Cell-intrinsic adrenergic signaling controls the adaptive NK cell response to viral infection.

Author information

Immunology Program, Memorial Sloan Kettering Cancer Center, New York, NY.
Department of Immunology and Microbial Pathogenesis, Weill Cornell Medical College, New York, NY.
Division of Animal Physiology and Immunology, Technical University of Munich, Freising, Germany.
Louis V. Gerstner, Jr. Graduate School of Biomedical Sciences, Memorial Sloan Kettering Cancer Center, New York, NY.


Natural killer (NK) cells are innate lymphocytes that exhibit adaptive features, such as clonal expansion and memory, during viral infection. Although activating receptor engagement and proinflammatory cytokines are required to drive NK cell clonal expansion, additional stimulatory signals controlling their proliferation remain to be discovered.

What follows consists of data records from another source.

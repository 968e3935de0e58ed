//! Swap-to-end removal planning.
//!
//! Removing particles from the live range `[0, live)` must leave the
//! survivors packed at the front. Rather than shifting everything down,
//! each removed index below the new live count is filled with a survivor
//! taken from the tail. The plan is computed once per removal and then
//! replayed on every enabled slot, so planning cost does not scale with
//! the number of fields.
//!
//! ```text
//! live = 8, remove = [1, 3, 6]          new live = 5
//!
//! index:  0  1  2  3  4  5  6  7
//!            x     x        x           holes below 5: 1, 3
//!                                       tail survivors: 7, 5
//! moves:  7 -> 1, 5 -> 3
//! ```
//!
//! Each value moves at most once and the walk is `O(live + removed)`.

use mote_core::{ParticleId, INVALID_PARTICLE};

/// One element copy: `dst` takes the value at `src`.
#[derive(Clone, Copy, Debug, PartialEq, Eq)]
pub(crate) struct Move {
    pub(crate) src: u32,
    pub(crate) dst: u32,
}

/// Moves that compact `[0, live)` after a removal.
#[derive(Clone, Debug, PartialEq, Eq)]
pub(crate) struct CompactionPlan {
    pub(crate) moves: Vec<Move>,
    pub(crate) old_live: u32,
    pub(crate) new_live: u32,
}

impl CompactionPlan {
    /// Plan the removal of `remove` (ascending, unique, all `< live`).
    pub(crate) fn new(live: u32, remove: &[ParticleId]) -> Self {
        debug_assert!(
            remove.windows(2).all(|w| w[0] < w[1]),
            "removal list must be ascending and duplicate-free"
        );
        debug_assert!(
            remove.last().is_none_or(|&last| last < live),
            "removal index outside the live range"
        );

        let new_live = live - remove.len() as u32;
        let mut moves = Vec::new();
        let mut tail = live;
        let mut pending_tail = remove.len();

        for &hole in remove {
            if hole >= new_live {
                break;
            }
            // Walk down to the highest index that is not itself removed.
            loop {
                tail -= 1;
                if pending_tail > 0 && remove[pending_tail - 1] == tail {
                    pending_tail -= 1;
                    continue;
                }
                break;
            }
            moves.push(Move { src: tail, dst: hole });
        }

        Self {
            moves,
            old_live: live,
            new_live,
        }
    }

    /// Build the index permutation described by this plan.
    pub(crate) fn remap(&self, remove: &[ParticleId]) -> ParticleRemap {
        let mut old_to_new: Vec<ParticleId> = (0..self.old_live).collect();
        for &id in remove {
            old_to_new[id as usize] = INVALID_PARTICLE;
        }
        let mut new_to_old: Vec<ParticleId> = (0..self.new_live).collect();
        for m in &self.moves {
            old_to_new[m.src as usize] = m.dst;
            new_to_old[m.dst as usize] = m.src;
        }
        ParticleRemap {
            old_to_new,
            new_to_old,
        }
    }
}

/// How particle indices moved during one removal.
///
/// Both directions are explicit arrays: `old_to_new` has one entry per
/// particle that was live before the removal ([`INVALID_PARTICLE`] for
/// removed ones), `new_to_old` one entry per survivor.
#[derive(Clone, Debug, Default, PartialEq, Eq)]
pub struct ParticleRemap {
    old_to_new: Vec<ParticleId>,
    new_to_old: Vec<ParticleId>,
}

impl ParticleRemap {
    /// Current index of the particle formerly at `old`, or `None` if it
    /// was removed or `old` was not live.
    pub fn new_index(&self, old: ParticleId) -> Option<ParticleId> {
        self.old_to_new
            .get(old as usize)
            .copied()
            .filter(|&id| id != INVALID_PARTICLE)
    }

    /// Former index of the particle now at `new`.
    pub fn old_index(&self, new: ParticleId) -> Option<ParticleId> {
        self.new_to_old.get(new as usize).copied()
    }

    /// The forward map, indexed by old particle index.
    pub fn old_to_new(&self) -> &[ParticleId] {
        &self.old_to_new
    }

    /// The inverse map, indexed by new particle index.
    pub fn new_to_old(&self) -> &[ParticleId] {
        &self.new_to_old
    }

    /// Whether every survivor kept its index.
    pub fn is_identity(&self) -> bool {
        self.new_to_old
            .iter()
            .enumerate()
            .all(|(new, &old)| new as u32 == old)
    }
}

#[cfg(test)]
mod tests {
    use super::*;

    fn apply(values: &[u32], plan: &CompactionPlan) -> Vec<u32> {
        let mut out = values.to_vec();
        for m in &plan.moves {
            out[m.dst as usize] = out[m.src as usize];
        }
        out.truncate(plan.new_live as usize);
        out
    }

    #[test]
    fn documented_example() {
        let plan = CompactionPlan::new(8, &[1, 3, 6]);
        assert_eq!(plan.new_live, 5);
        assert_eq!(
            plan.moves,
            vec![Move { src: 7, dst: 1 }, Move { src: 5, dst: 3 }]
        );
    }

    #[test]
    fn remove_all_moves_nothing() {
        let remove: Vec<u32> = (0..100).collect();
        let plan = CompactionPlan::new(100, &remove);
        assert_eq!(plan.new_live, 0);
        assert!(plan.moves.is_empty());
    }

    #[test]
    fn remove_tail_moves_nothing() {
        let plan = CompactionPlan::new(6, &[4, 5]);
        assert!(plan.moves.is_empty());
        assert!(plan.remap(&[4, 5]).is_identity());
    }

    #[test]
    fn empty_removal_is_noop() {
        let plan = CompactionPlan::new(10, &[]);
        assert_eq!(plan.new_live, 10);
        assert!(plan.moves.is_empty());
    }

    #[test]
    fn partial_removal_keeps_survivor_set() {
        let values = [10, 20, 30, 40, 50];
        let plan = CompactionPlan::new(5, &[1, 3]);
        let mut out = apply(&values, &plan);
        out.sort_unstable();
        assert_eq!(out, vec![10, 30, 50]);
    }

    #[test]
    fn remap_is_consistent_both_ways() {
        let remove = [0, 2, 7];
        let plan = CompactionPlan::new(9, &remove);
        let remap = plan.remap(&remove);
        assert_eq!(remap.new_index(0), None);
        assert_eq!(remap.new_index(9), None);
        for new in 0..plan.new_live {
            let old = remap.old_index(new).unwrap();
            assert_eq!(remap.new_index(old), Some(new));
        }
    }

    #[cfg(not(miri))]
    mod proptests {
        use super::*;
        use proptest::prelude::*;

        fn arb_removal() -> impl Strategy<Value = (u32, Vec<u32>)> {
            (0u32..200).prop_flat_map(|live| {
                let ids = prop::collection::btree_set(0..live.max(1), 0..=live as usize);
                (Just(live), ids.prop_map(move |s| {
                    s.into_iter().filter(|&id| id < live).collect::<Vec<_>>()
                }))
            })
        }

        proptest! {
            #[test]
            fn survivors_keep_their_values((live, remove) in arb_removal()) {
                let values: Vec<u32> = (0..live).map(|i| i * 7 + 1).collect();
                let plan = CompactionPlan::new(live, &remove);
                let remap = plan.remap(&remove);
                let out = apply(&values, &plan);

                prop_assert_eq!(out.len() as u32, live - remove.len() as u32);
                for (new, value) in out.iter().enumerate() {
                    let old = remap.old_index(new as u32).unwrap();
                    prop_assert_eq!(*value, values[old as usize]);
                    prop_assert!(remove.binary_search(&old).is_err());
                }
            }

            #[test]
            fn each_source_moves_at_most_once((live, remove) in arb_removal()) {
                let plan = CompactionPlan::new(live, &remove);
                let mut srcs: Vec<_> = plan.moves.iter().map(|m| m.src).collect();
                srcs.sort_unstable();
                srcs.dedup();
                prop_assert_eq!(srcs.len(), plan.moves.len());
                for m in &plan.moves {
                    prop_assert!(m.src >= plan.new_live && m.dst < plan.new_live);
                }
            }
        }
    }
}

Here, we describe one such signal that is provided by the adrenergic nervous system, and demonstrate that cell-intrinsic adrenergic signaling is required for optimal adaptive NK cell responses. Early during mouse cytomegalovirus (MCMV) infection, NK cells up-regulated Adrb2 (which encodes the β2-adrenergic receptor), a process dependent on IL-12 and STAT4 signaling. NK cell-specific deletion of Adrb2 resulted in impaired NK cell expansion and memory during MCMV challenge, in part due to a diminished proliferative capacity. As a result, NK cell-intrinsic adrenergic signaling was required for protection against MCMV. Taken together, we propose a novel role for the adrenergic nervous system in regulating circulating lymphocyte responses to viral infection.


Conflict of interest statement

Disclosures: The authors declare no competing interests exist.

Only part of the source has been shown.